//! Log domain types

use serde::{Deserialize, Serialize};

/// A stored log entry
///
/// The `serviceID` and `runID` are assigned by the server from the request
/// path, so every entry read back carries both even when the write supplied
/// them only through the URL.
#[derive(Debug, Clone, PartialEq, Eq, Hash, Serialize, Deserialize)]
pub struct LogEntry {
    #[serde(rename = "serviceID")]
    pub service_id: String,
    #[serde(rename = "runID")]
    pub run_id: String,
    #[serde(rename = "userID")]
    pub user_id: String,
    /// Milliseconds since the Unix epoch
    pub timestamp: u64,
    pub direction: Direction,
    pub storage: String,
}

/// Direction of traffic relative to the named storage
#[derive(Debug, Clone, Copy, PartialEq, Eq, PartialOrd, Ord, Hash, Serialize, Deserialize)]
#[serde(rename_all = "lowercase")]
pub enum Direction {
    /// The service read from the storage
    In,
    /// The service wrote to the storage
    Out,
}

impl Direction {
    pub fn opposite(self) -> Self {
        match self {
            Direction::In => Direction::Out,
            Direction::Out => Direction::In,
        }
    }
}

impl std::str::FromStr for Direction {
    type Err = String;

    fn from_str(s: &str) -> Result<Self, Self::Err> {
        match s {
            "in" => Ok(Direction::In),
            "out" => Ok(Direction::Out),
            other => Err(format!("invalid direction '{}', expected 'in' or 'out'", other)),
        }
    }
}

impl std::fmt::Display for Direction {
    fn fmt(&self, f: &mut std::fmt::Formatter<'_>) -> std::fmt::Result {
        match self {
            Direction::In => write!(f, "in"),
            Direction::Out => write!(f, "out"),
        }
    }
}

#[cfg(test)]
mod tests {
    use super::*;

    #[test]
    fn test_entry_serializes_with_wire_names() {
        let entry = LogEntry {
            service_id: "svcA".to_string(),
            run_id: "run1".to_string(),
            user_id: "u1".to_string(),
            timestamp: 1000,
            direction: Direction::In,
            storage: "s1".to_string(),
        };

        let json = serde_json::to_value(&entry).unwrap();
        assert_eq!(
            json,
            serde_json::json!({
                "serviceID": "svcA",
                "runID": "run1",
                "userID": "u1",
                "timestamp": 1000,
                "direction": "in",
                "storage": "s1",
            })
        );
    }

    #[test]
    fn test_direction_opposite() {
        assert_eq!(Direction::In.opposite(), Direction::Out);
        assert_eq!(Direction::Out.opposite(), Direction::In);
        assert_eq!(Direction::Out.to_string(), "out");
    }

    #[test]
    fn test_direction_from_str() {
        assert_eq!("in".parse::<Direction>(), Ok(Direction::In));
        assert_eq!("out".parse::<Direction>(), Ok(Direction::Out));
        assert!("IN".parse::<Direction>().is_err());
    }
}
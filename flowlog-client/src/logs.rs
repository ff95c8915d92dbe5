//! Log-related API endpoints

use crate::FlowlogClient;
use crate::error::Result;
use flowlog_core::domain::log::LogEntry;
use flowlog_core::domain::page::Page;
use flowlog_core::dto::log::{LogBatch, LogRecord};
use flowlog_core::dto::query::ListQuery;

impl FlowlogClient {
    // =============================================================================
    // Log Writes
    // =============================================================================

    /// Store a single log entry for a run
    ///
    /// # Arguments
    /// * `service_id` - The emitting service
    /// * `run_id` - The run of that service
    /// * `record` - The entry body
    pub async fn post_log(&self, service_id: &str, run_id: &str, record: &LogRecord) -> Result<()> {
        let url = self.endpoint(&["log", service_id, run_id])?;
        let response = self.client.post(url).json(record).send().await?;

        self.handle_empty_response(response).await
    }

    /// Store a batch of log entries, one per user ID
    ///
    /// The server rejects the whole batch if any part of it is invalid.
    pub async fn post_batch(&self, service_id: &str, run_id: &str, batch: &LogBatch) -> Result<()> {
        let url = self.endpoint(&["logs", service_id, run_id])?;
        let response = self.client.post(url).json(batch).send().await?;

        self.handle_empty_response(response).await
    }

    // =============================================================================
    // Log Reads
    // =============================================================================

    /// Fetch one page of a run's entries
    pub async fn list_run(
        &self,
        service_id: &str,
        run_id: &str,
        query: &ListQuery,
    ) -> Result<Page<LogEntry>> {
        let url = self.endpoint(&["logs", service_id, run_id])?;
        let response = self.client.get(url).query(query).send().await?;

        self.handle_response(response).await
    }

    /// Fetch one page of a service's entries across all its runs
    pub async fn list_service(&self, service_id: &str, query: &ListQuery) -> Result<Page<LogEntry>> {
        let url = self.endpoint(&["logs", service_id])?;
        let response = self.client.get(url).query(query).send().await?;

        self.handle_response(response).await
    }

    /// Fetch every entry of a run, following `nextPage` until exhausted
    pub async fn list_run_all(&self, service_id: &str, run_id: &str) -> Result<Vec<LogEntry>> {
        let mut query = ListQuery::default();
        let mut entries = Vec::new();

        loop {
            let page = self.list_run(service_id, run_id, &query).await?;
            let last = page.is_last();
            entries.extend(page.payload);
            if last {
                break;
            }
            query.cursor = page.next_page;
        }

        tracing::debug!(
            "Fetched {} entries for {}/{}",
            entries.len(),
            service_id,
            run_id
        );

        Ok(entries)
    }

    /// Fetch every entry of a service, following `nextPage` until exhausted
    pub async fn list_service_all(&self, service_id: &str) -> Result<Vec<LogEntry>> {
        let mut query = ListQuery::default();
        let mut entries = Vec::new();

        loop {
            let page = self.list_service(service_id, &query).await?;
            let last = page.is_last();
            entries.extend(page.payload);
            if last {
                break;
            }
            query.cursor = page.next_page;
        }

        Ok(entries)
    }
}
//! Server configuration
//!
//! Defines the bind address, pagination bounds and store limits. Values come
//! from environment variables with defaults suited to local development.

/// Server configuration
#[derive(Debug, Clone)]
pub struct Config {
    /// Address the HTTP listener binds to (e.g., "0.0.0.0:3000")
    pub bind_addr: String,

    /// Page size used when a list request has no `limit`
    pub default_page_size: usize,

    /// Upper bound applied to any requested `limit`
    pub max_page_size: usize,

    /// Maximum number of userIDs accepted in one batch
    pub max_batch_size: usize,

    /// Largest request body accepted, in bytes
    pub max_body_bytes: usize,

    /// Total entries the store may hold; `None` means unbounded
    pub max_entries: Option<usize>,
}

impl Config {
    /// Creates a new configuration with defaults
    pub fn new(bind_addr: String) -> Self {
        Self {
            bind_addr,
            default_page_size: 100,
            max_page_size: 1000,
            max_batch_size: 10_000,
            max_body_bytes: 16 * 1024 * 1024,
            max_entries: None,
        }
    }

    /// Creates configuration from environment variables
    ///
    /// Recognized environment variables:
    /// - FLOWLOG_BIND_ADDR (optional, default: 0.0.0.0:3000)
    /// - FLOWLOG_DEFAULT_PAGE_SIZE (optional, default: 100)
    /// - FLOWLOG_MAX_PAGE_SIZE (optional, default: 1000)
    /// - FLOWLOG_MAX_BATCH_SIZE (optional, default: 10000)
    /// - FLOWLOG_MAX_BODY_BYTES (optional, default: 16 MiB)
    /// - FLOWLOG_MAX_ENTRIES (optional, unbounded when unset)
    pub fn from_env() -> anyhow::Result<Self> {
        let bind_addr =
            std::env::var("FLOWLOG_BIND_ADDR").unwrap_or_else(|_| "0.0.0.0:3000".to_string());

        let mut config = Self::new(bind_addr);

        if let Some(size) = env_usize("FLOWLOG_DEFAULT_PAGE_SIZE")? {
            config.default_page_size = size;
        }

        if let Some(size) = env_usize("FLOWLOG_MAX_PAGE_SIZE")? {
            config.max_page_size = size;
        }

        if let Some(size) = env_usize("FLOWLOG_MAX_BATCH_SIZE")? {
            config.max_batch_size = size;
        }

        if let Some(bytes) = env_usize("FLOWLOG_MAX_BODY_BYTES")? {
            config.max_body_bytes = bytes;
        }

        config.max_entries = env_usize("FLOWLOG_MAX_ENTRIES")?;

        Ok(config)
    }

    /// Sets the request body cap
    pub fn with_max_body_bytes(mut self, max_body_bytes: usize) -> Self {
        self.max_body_bytes = max_body_bytes;
        self
    }

    /// Sets the store capacity
    pub fn with_max_entries(mut self, max_entries: usize) -> Self {
        self.max_entries = Some(max_entries);
        self
    }

    /// Validates the configuration
    pub fn validate(&self) -> anyhow::Result<()> {
        if self.bind_addr.is_empty() {
            anyhow::bail!("bind_addr cannot be empty");
        }

        if self.default_page_size == 0 {
            anyhow::bail!("default_page_size must be greater than 0");
        }

        if self.max_page_size < self.default_page_size {
            anyhow::bail!("max_page_size must be at least default_page_size");
        }

        if self.max_batch_size == 0 {
            anyhow::bail!("max_batch_size must be greater than 0");
        }

        if self.max_body_bytes == 0 {
            anyhow::bail!("max_body_bytes must be greater than 0");
        }

        if self.max_entries == Some(0) {
            anyhow::bail!("max_entries must be greater than 0 when set");
        }

        Ok(())
    }
}

impl Default for Config {
    fn default() -> Self {
        Self::new("0.0.0.0:3000".to_string())
    }
}

fn env_usize(name: &str) -> anyhow::Result<Option<usize>> {
    match std::env::var(name) {
        Ok(raw) => raw
            .parse::<usize>()
            .map(Some)
            .map_err(|e| anyhow::anyhow!("{} must be a non-negative integer: {}", name, e)),
        Err(_) => Ok(None),
    }
}
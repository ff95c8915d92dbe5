//! Core domain types
//!
//! These types describe what the server stores and returns. They are shared
//! between the server (which owns them) and the client (which reads them back).

pub mod graph;
pub mod log;
pub mod page;
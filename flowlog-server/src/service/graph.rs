//! Graph Builder
//!
//! Infers a service dependency graph from accepted log entries. An `out`
//! entry from service A and an `in` entry from service B on the same storage
//! mean A wrote something B read, which yields an edge A → B.
//!
//! For each storage key the builder keeps, per service and direction, how
//! many entries it has seen and the latest timestamp. A new observation is
//! matched against the opposite-direction aggregates of its storage key:
//! the edge count grows by the number of new (out, in) pairs and last-seen
//! takes the max. Both updates commute, so the final graph does not depend
//! on the order entries arrive in.

use std::collections::{BTreeSet, HashMap};
use std::sync::Arc;

use dashmap::DashMap;
use flowlog_core::domain::graph::{Graph, GraphEdge, GraphNode};
use flowlog_core::domain::log::{Direction, LogEntry};
use parking_lot::Mutex;

/// Incrementally maintained service graph
#[derive(Default)]
pub struct GraphBuilder {
    storages: DashMap<String, Arc<Mutex<StorageIndex>>>,
    nodes: DashMap<String, Presence>,
    edges: DashMap<(String, String), EdgeStats>,
}

/// Observations recorded against one storage key
#[derive(Default)]
struct StorageIndex {
    writers: HashMap<String, Presence>,
    readers: HashMap<String, Presence>,
}

/// The parts of a log entry the graph cares about
#[derive(Debug, Clone, Copy, PartialEq, Eq)]
pub struct Observation<'a> {
    pub service_id: &'a str,
    pub direction: Direction,
    pub storage: &'a str,
    pub timestamp: u64,
}

impl<'a> From<&'a LogEntry> for Observation<'a> {
    fn from(entry: &'a LogEntry) -> Self {
        Self {
            service_id: &entry.service_id,
            direction: entry.direction,
            storage: &entry.storage,
            timestamp: entry.timestamp,
        }
    }
}

#[derive(Debug, Clone, Copy, Default)]
struct Presence {
    count: u64,
    last_seen: u64,
}

#[derive(Default)]
struct EdgeStats {
    count: u64,
    last_seen: u64,
    storages: BTreeSet<String>,
}

impl Presence {
    fn record(&mut self, timestamp: u64) {
        self.count += 1;
        self.last_seen = self.last_seen.max(timestamp);
    }
}

impl GraphBuilder {
    pub fn new() -> Self {
        Self::default()
    }

    /// Fold one accepted entry into the graph
    pub fn observe<'a>(&self, entry: impl Into<Observation<'a>>) {
        let entry = entry.into();

        self.nodes
            .entry(entry.service_id.to_string())
            .or_default()
            .record(entry.timestamp);

        let index = Arc::clone(
            self.storages
                .entry(entry.storage.to_string())
                .or_default()
                .value(),
        );

        // Matching and recording happen under the storage lock so two
        // opposite observations on the same key always see each other
        // exactly once.
        let mut index = index.lock();
        let StorageIndex { writers, readers } = &mut *index;
        let (own, opposite) = match entry.direction {
            Direction::Out => (writers, &*readers),
            Direction::In => (readers, &*writers),
        };

        for (peer, presence) in opposite {
            if *peer == entry.service_id {
                continue;
            }

            let (from, to) = match entry.direction {
                Direction::Out => (entry.service_id, peer.as_str()),
                Direction::In => (peer.as_str(), entry.service_id),
            };

            let mut edge = self
                .edges
                .entry((from.to_string(), to.to_string()))
                .or_default();
            edge.count += presence.count;
            edge.last_seen = edge.last_seen.max(presence.last_seen.max(entry.timestamp));
            if !edge.storages.contains(entry.storage) {
                edge.storages.insert(entry.storage.to_string());
            }

            tracing::trace!(
                from = from,
                to = to,
                storage = %entry.storage,
                count = edge.count,
                "Edge updated"
            );
        }

        own.entry(entry.service_id.to_string())
            .or_default()
            .record(entry.timestamp);
    }

    /// Immutable view of the graph, nodes and edges sorted by identifier
    pub fn snapshot(&self) -> Graph {
        let mut nodes: Vec<GraphNode> = self
            .nodes
            .iter()
            .map(|n| GraphNode {
                id: n.key().clone(),
                observations: n.count,
                last_seen: n.last_seen,
            })
            .collect();
        nodes.sort_by(|a, b| a.id.cmp(&b.id));

        let mut edges: Vec<GraphEdge> = self
            .edges
            .iter()
            .map(|e| {
                let (from, to) = e.key();
                GraphEdge {
                    from: from.clone(),
                    to: to.clone(),
                    count: e.count,
                    last_seen: e.last_seen,
                    storages: e.storages.iter().cloned().collect(),
                }
            })
            .collect();
        edges.sort_by(|a, b| (&a.from, &a.to).cmp(&(&b.from, &b.to)));

        Graph { nodes, edges }
    }

    /// Number of distinct storage keys seen
    #[cfg(test)]
    fn storage_count(&self) -> usize {
        self.storages.len()
    }
}
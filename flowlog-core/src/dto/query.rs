//! Query parameters for log listing

use serde::{Deserialize, Serialize};

/// `?cursor=...&limit=...` on the list endpoints
#[derive(Debug, Clone, Default, PartialEq, Eq, Serialize, Deserialize)]
pub struct ListQuery {
    /// Opaque token returned as `nextPage` by a previous call
    #[serde(default, skip_serializing_if = "Option::is_none")]
    pub cursor: Option<String>,

    /// Maximum entries to return; the server applies its default when absent
    #[serde(default, skip_serializing_if = "Option::is_none")]
    pub limit: Option<usize>,
}
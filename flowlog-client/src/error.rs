//! Error types for the Flowlog client

use thiserror::Error;

/// Result type alias for client operations
pub type Result<T> = std::result::Result<T, ClientError>;

/// Errors that can occur when using the Flowlog client
#[derive(Debug, Error)]
pub enum ClientError {
    /// HTTP request failed
    #[error("HTTP request failed: {0}")]
    RequestFailed(#[from] reqwest::Error),

    /// API returned an error status code
    #[error("API error (status {status}): {message}")]
    ApiError {
        /// HTTP status code
        status: u16,
        /// Error message from the API
        message: String,
    },

    /// Failed to parse response
    #[error("Failed to parse response: {0}")]
    ParseError(String),

    /// Invalid request
    #[error("Invalid request: {0}")]
    InvalidRequest(String),
}

impl ClientError {
    /// Create an API error from status code and response body
    ///
    /// The server reports failures as `{"error": "..."}`; the message is
    /// unwrapped from that shape when present.
    pub fn api_error(status: u16, body: impl Into<String>) -> Self {
        let body = body.into();
        let message = serde_json::from_str::<serde_json::Value>(&body)
            .ok()
            .and_then(|v| v.get("error").and_then(|e| e.as_str()).map(str::to_string))
            .unwrap_or(body);

        Self::ApiError { status, message }
    }

    /// Check if this error is a client error (4xx status)
    pub fn is_client_error(&self) -> bool {
        matches!(self, Self::ApiError { status, .. } if *status >= 400 && *status < 500)
    }

    /// Check if this error is a server error (5xx status)
    pub fn is_server_error(&self) -> bool {
        matches!(self, Self::ApiError { status, .. } if *status >= 500)
    }
}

┄┄┄┄┄┄┄┄┄┄┄┄┄┄┄┄┄┄┄┄

### What to work on
From the entries above, print the lines beginning at the one with "let response = self.client.post(url).json(batch).send().await?;" and stopping after the one with "query: &ListQuery) ->", exactly as written and with nothing else.

### Problem solution
        let response = self.client.post(url).json(batch).send().await?;

        self.handle_empty_response(response).await
    }

    // =============================================================================
    // Log Reads
    // =============================================================================

    /// Fetch one page of a run's entries
    pub async fn list_run(
        &self,
        service_id: &str,
        run_id: &str,
        query: &ListQuery,
    ) -> Result<Page<LogEntry>> {
        let url = self.endpoint(&["logs", service_id, run_id])?;
        let response = self.client.get(url).query(query).send().await?;

        self.handle_response(response).await
    }

    /// Fetch one page of a service's entries across all its runs
    pub async fn list_service(&self, service_id: &str, query: &ListQuery) -> Result<Page<LogEntry>> {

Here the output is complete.